35. return on investment (ROI): The amount earned from an expenditure
36. greige: Goods to be further customized based on designer/manager collaboration.
37. RFID: Small chip-based tags that wirelessly emit a unique identifying code for
the item that they are attached to. Think of RFID systems as a next-generation bar
code.
38. vertical integration: When a single firm owns several layers in its value chain.
39. showrooming: The concept where customers browse at physical retailers, but
purchase products from lower-cost online rivals.
40. operations: The organizational activities that are required to produce goods
or services. Operations activities can involve the development, execution, control,
maintenance, and improvement of an organization's service and manufacturing
procedures.
41. information system (IS): An integrated solution that combines five components:
hardware, software, data, procedures, and the people who interact with and
are impacted by the system.
42. omnichannel: omnichannel
An approach to retail that offers consumers an integrated and complementary set
of shop, sales, and return experiences (e.g., retail store, online, and sometimes
even phone and catalog).
43. silicon wafer: A thin, circular slice of material used to create semiconductor
devices. Hundreds of chips may be etched on a single wafer, where they are
eventually cut out for individual packaging.
44. volatile memory: Storage (such as RAM chips) that is wiped clean when
power is cut off from a device.
45. flash memory: Nonvolatile, chip-based storage, often used in mobile phones,
cameras, and MP3 players. Sometimes called flash RAM, flash memory is slower
than conventional RAM, but holds its charge even when the power goes out.
46. grid computing: A type of computing that uses special software to enable
several computers to work together on a common problem, as if they were a
massively parallel supercomputer.
47. cluster computing: Connecting server computers via software and networking
so that their resources can be used to collectively solve computing tasks.
48. software as a service (SaaS): A form of cloud computing where a firm
subscribes to a third-party software and receives a service that is delivered online.
49. microcontrollers: Special-purpose computing devices that don't have an operating
system and can't do as much as general purpose computers or smartphones.
Most microcontrollers, like those based on the popular open-source Arduino
platform, contain a processor, memory and input/output (I/O) peripherals on
a single chip.
50. server farm: A massive network of computer servers running software to
coordinate their collective use. Server farms provide the infrastructure backbone
to SaaS and hardware cloud efforts, as well as many large-scale Internet services.

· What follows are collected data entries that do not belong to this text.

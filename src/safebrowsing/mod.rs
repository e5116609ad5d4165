//! # Safe Browsing Client
//!
//! A pure request/response adapter over the Safe Browsing v4
//! `threatListUpdates:fetch` and `fullHashes:find` endpoints (spec.md
//! §4.2). Types are translated field-for-field from
//! `examples/original_source/services/get_prefix_hash.go` and
//! `services/get_full_hash.go`. Stateless, `Clone`, safe for concurrent
//! use — the shared `reqwest::Client` reuses connections per spec.md §5.

use serde::{Deserialize, Serialize};

use crate::error::AppError;

const THREAT_LIST_UPDATES_URL: &str = "https://safebrowsing.googleapis.com/v4/threatListUpdates:fetch";
const FULL_HASHES_URL: &str = "https://safebrowsing.googleapis.com/v4/fullHashes:find";

const CLIENT_ID: &str = "url-safety-checker";
const CLIENT_VERSION: &str = "1.0.0";

/// The three threat lists this system mirrors (spec.md §3).
pub const THREAT_LISTS: [&str; 3] = ["MALWARE", "SOCIAL_ENGINEERING", "UNWANTED_SOFTWARE"];

#[derive(Debug, Clone, Serialize, Deserialize)]
pub struct ClientId {
    #[serde(rename = "clientId")]
    pub client_id: String,
    #[serde(rename = "clientVersion")]
    pub client_version: String,
}

impl Default for ClientId {
    fn default() -> Self {
        Self {
            client_id: CLIENT_ID.to_string(),
            client_version: CLIENT_VERSION.to_string(),
        }
    }
}

#[derive(Debug, Clone, Serialize, Deserialize)]
pub struct Constraints {
    #[serde(rename = "maxUpdateEntries")]
    pub max_update_entries: u32,
    #[serde(rename = "maxDatabaseEntries")]
    pub max_database_entries: u32,
    #[serde(rename = "supportedCompressions")]
    pub supported_compressions: Vec<String>,
}

impl Default for Constraints {
    fn default() -> Self {
        Self {
            max_update_entries: 2048,
            max_database_entries: 4096,
            supported_compressions: vec!["RAW".to_string()],
        }
    }
}

#[derive(Debug, Clone, Serialize, Deserialize)]
pub struct ListUpdateRequest {
    #[serde(rename = "threatType")]
    pub threat_type: String,
    #[serde(rename = "platformType")]
    pub platform_type: String,
    #[serde(rename = "threatEntryType")]
    pub threat_entry_type: String,
    pub state: String,
    pub constraints: Constraints,
}

impl ListUpdateRequest {
    /// Build a request for `threat_type` carrying the current cursor `state`.
    pub fn new(threat_type: &str, state: String) -> Self {
        Self {
            threat_type: threat_type.to_string(),
            platform_type: "ANY_PLATFORM".to_string(),
            threat_entry_type: "URL".to_string(),
            state,
            constraints: Constraints::default(),
        }
    }
}

#[derive(Debug, Clone, Serialize, Deserialize)]
pub struct ThreatListUpdateRequest {
    pub client: ClientId,
    #[serde(rename = "listUpdateRequests")]
    pub list_update_requests: Vec<ListUpdateRequest>,
}

#[derive(Debug, Clone, Deserialize)]
pub struct RawHashes {
    #[serde(rename = "prefixSize")]
    pub prefix_size: usize,
    #[serde(rename = "rawHashes")]
    pub raw_hashes: String,
}

#[derive(Debug, Clone, Deserialize)]
pub struct Additions {
    #[serde(rename = "compressionType")]
    pub compression_type: String,
    #[serde(rename = "rawHashes")]
    pub raw_hashes: RawHashes,
}

#[derive(Debug, Clone, Deserialize)]
pub struct RawIndices {
    pub indices: Vec<i64>,
}

#[derive(Debug, Clone, Deserialize)]
pub struct Removals {
    #[serde(rename = "compressionType")]
    pub compression_type: String,
    #[serde(rename = "rawIndices")]
    pub raw_indices: RawIndices,
}

#[derive(Debug, Clone, Deserialize, Default)]
pub struct CheckSum {
    #[serde(default)]
    pub sha256: Option<String>,
}

#[derive(Debug, Clone, Deserialize)]
pub struct ListUpdateResponse {
    #[serde(rename = "threatType")]
    pub threat_type: String,
    #[serde(rename = "responseType", default)]
    pub response_type: Option<String>,
    #[serde(default)]
    pub additions: Vec<Additions>,
    #[serde(default)]
    pub removals: Vec<Removals>,
    #[serde(rename = "newClientState")]
    pub new_client_state: String,
    #[serde(default)]
    pub checksum: CheckSum,
}

#[derive(Debug, Clone, Deserialize, Default)]
pub struct ThreatListUpdateResponse {
    #[serde(rename = "listUpdateResponses", default)]
    pub list_update_responses: Vec<ListUpdateResponse>,
    #[serde(rename = "minimumWaitDuration", default)]
    pub minimum_wait_duration: Option<String>,
}

#[derive(Debug, Clone, Serialize)]
pub struct ThreatEntry {
    pub hash: String,
}

#[derive(Debug, Clone, Serialize)]
pub struct ThreatInfo {
    #[serde(rename = "threatTypes")]
    pub threat_types: Vec<String>,
    #[serde(rename = "platformTypes")]
    pub platform_types: Vec<String>,
    #[serde(rename = "threatEntryTypes")]
    pub threat_entry_types: Vec<String>,
    #[serde(rename = "threatEntries")]
    pub threat_entries: Vec<ThreatEntry>,
}

#[derive(Debug, Clone, Serialize)]
pub struct FullHashesRequest {
    pub client: ClientId,
    #[serde(rename = "clientStates")]
    pub client_states: Vec<String>,
    #[serde(rename = "threatInfo")]
    pub threat_info: ThreatInfo,
}

impl FullHashesRequest {
    pub fn new(prefixes: Vec<String>) -> Self {
        Self {
            client: ClientId::default(),
            client_states: Vec::new(),
            threat_info: ThreatInfo {
                threat_types: THREAT_LISTS.iter().map(|s| s.to_string()).collect(),
                platform_types: vec!["ANY_PLATFORM".to_string()],
                threat_entry_types: vec!["URL".to_string()],
                threat_entries: prefixes.into_iter().map(|hash| ThreatEntry { hash }).collect(),
            },
        }
    }
}

#[derive(Debug, Clone, Deserialize)]
pub struct ThreatMatch {
    #[serde(rename = "threatType")]
    pub threat_type: String,
    pub threat: ThreatEntry,
    #[serde(rename = "cacheDuration")]
    pub cache_duration: String,
}

#[derive(Debug, Clone, Deserialize, Default)]
pub struct FullHashResponse {
    #[serde(default)]
    pub matches: Vec<ThreatMatch>,
    #[serde(rename = "minimumWaitDuration", default)]
    pub minimum_wait_duration: Option<String>,
    #[serde(rename = "negativeCacheDuration", default)]
    pub negative_cache_duration: Option<String>,
}

/// Stateless HTTP adapter over the two Safe Browsing v4 endpoints.
#[derive(Clone)]
pub struct SafeBrowsingClient {
    http: reqwest::Client,
    api_key: String,
    threat_list_updates_url: String,
    full_hashes_url: String,
}

impl SafeBrowsingClient {
    pub fn new(api_key: String) -> Self {
        Self {
            http: reqwest::Client::new(),
            api_key,
            threat_list_updates_url: THREAT_LIST_UPDATES_URL.to_string(),
            full_hashes_url: FULL_HASHES_URL.to_string(),
        }
    }

    /// Point the client at a different pair of endpoints, used in tests
    /// to redirect requests to a local mock server.
    pub fn with_base_urls(api_key: String, threat_list_updates_url: String, full_hashes_url: String) -> Self {
        Self {
            http: reqwest::Client::new(),
            api_key,
            threat_list_updates_url,
            full_hashes_url,
        }
    }

    /// `POST threatListUpdates:fetch?key=...`.
    pub async fn fetch_updates(
        &self,
        request: &ThreatListUpdateRequest,
    ) -> Result<ThreatListUpdateResponse, AppError> {
        let url = format!("{}?key={}", self.threat_list_updates_url, self.api_key);
        let response = self.http.post(&url).json(request).send().await?;

        if !response.status().is_success() {
            let status = response.status();
            let body = response.text().await.unwrap_or_default();
            return Err(AppError::UpstreamUnavailable(format!(
                "threatListUpdates:fetch returned {status}: {body}"
            )));
        }

        response
            .json::<ThreatListUpdateResponse>()
            .await
            .map_err(|e| AppError::UpstreamUnavailable(format!("malformed update response: {e}")))
    }

    /// `POST fullHashes:find?key=...`.
    pub async fn find_full_hashes(
        &self,
        request: &FullHashesRequest,
    ) -> Result<FullHashResponse, AppError> {
        let url = format!("{}?key={}", self.full_hashes_url, self.api_key);
        let response = self.http.post(&url).json(request).send().await?;

        if !response.status().is_success() {
            let status = response.status();
            let body = response.text().await.unwrap_or_default();
            return Err(AppError::UpstreamUnavailable(format!(
                "fullHashes:find returned {status}: {body}"
            )));
        }

        response
            .json::<FullHashResponse>()
            .await
            .map_err(|e| AppError::UpstreamUnavailable(format!("malformed full-hash response: {e}")))
    }
}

51. latency: A term often used in computing that refers to delay, especially when
discussing networking and data transfer speeds. Low-latency systems are faster
systems.
52. fabs: Semiconductor fabrication facilities; the multibillion-dollar plants used to
manufacture semiconductors.
53. supercomputers: Computers that are among the fastest of any in the world at
the time of their introduction.
54. semiconductor: A substance such as silicon dioxide used inside most computer
chips that is capable of enabling as well as inhibiting the flow of electricity.
From a managerial perspective, when someone refers to semiconductors, they are
talking about computer chips, and the semiconductor industry is the chip business.
55. microprocessor: The part of the computer that executes the instructions of a
computer program.
56. random-access memory (RAM): The fast, chip-based volatile storage in a
computing device.
57. Moore's Law: Chip performance per dollar doubles every eighteen months.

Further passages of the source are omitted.